Un Gimp pas stable et amputé
Gimp est disponible dans les dépôts appstream (activés par défaut). Quelle ne fut pas ma surprise de constater qu'il s'agissait de la version 2.99, compilée à partir d'un commit du code source ! Mais le pire est l'absence de support du format HEIC.
Là encore il faut faire appel à flatpak ou au dépôt RPM Fusion pour avoir un GIMP stable avec support du codec HEIC.
SELinux
SELinux est bien présent, et à la hauteur du défi auquel je m'attendais. Pour avoir fait pas mal de tests en machine virtuelle, SELinux n'interfère pas dans l'expérience desktop ce qui montre qu'un important travail a été effectué sur les policies. Néanmoins il se manifeste lors de l'utilisation de containers avec podman.
Si SELinux n'empêche pas les containers de tourner, il a en revanche tendance à bloquer les accès aux volumes, et l'utilisation de ports sources ou destination. Red Hat propose udica, un outil capable d'ingérer le resultat d'un podman inspect pour ensuite générer une policy SELinux adéquate. J'en ai parlé dans mon article : SELinux: playing with podman + syncthing.
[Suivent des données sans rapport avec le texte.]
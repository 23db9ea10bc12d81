//! Image processing pipeline components.
//!
//! - **spec**: Filter parameters and their validated, canonical form
//! - **filters**: The ordered filter pipeline over RGB rasters
//! - **kernel**: Convolution, Gaussian and HSV helpers the filters share
//! - **face**: Face detection for the face overlay
//! - **fingerprint**: Artifact fingerprints and content checksums
//! - **decode**: Bounded decoding of stored bytes
//! - **codec**: Encoding to the requested output format
//! - **metadata**: Upload-time dimension and EXIF extraction
//! - **sniff**: Media type detection from magic bytes
//! - **discovery**: Find image files in directories

pub mod codec;
pub mod decode;
pub mod discovery;
pub mod face;
pub mod filters;
pub mod fingerprint;
pub mod kernel;
pub mod metadata;
pub mod sniff;
pub mod spec;

// Re-exports for convenient access
pub use codec::Encoder;
pub use decode::{DecodedImage, ImageDecoder};
pub use discovery::{DiscoveredFile, FileDiscovery};
pub use face::{FaceDetector, FaceRegion, SeetaFaceDetector};
pub use filters::FilterPipeline;
pub use fingerprint::{content_checksum, Fingerprint};
pub use metadata::MetadataExtractor;
pub use sniff::{resolve_media_type, sniff_media_type};
pub use spec::{FilterParams, FilterSpec, OutputFormat};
De la documentation et une communauté restreinte
La Red Hat family "stable" (RHEL, Rocky, Alma) sont en général plutôt utilisées sur des serveurs. Pour le desktop, la plupart des gens préfèrent Fedora. La conséquence est que l'on trouve beaucoup moins de ressources et de documentation que pour Debian, par exemple.
Utiliser AlmaLinux en desktop requiert une certaine expérience dans le desktop Linux, ce n'est pas une distribution que je recommanderai aux débutants.
Conclusion
AlmaLinux est dans une très bonne dynamique communautaire, et je n'ai pas cité tout ce qui marche bien. Malheureusement son héritage de Fedora et RedHat peut être un fardeau pour l'expérience utilisateur, notamment à cause de l'entêtement à ne pas supporter les codecs H264 & H265 qui sont probablement les plus utilisés aujourd'hui.
La quasi obligation d'ajouter les dépôts EPEL & RPM Fusion me semble problématique car on dépend alors de composants extérieurs qui sortent du cycle de vie de la distribution. Encore pire pour Flatpak.
Finalement, je suis reparti sur Debian, dans sa variante KDE.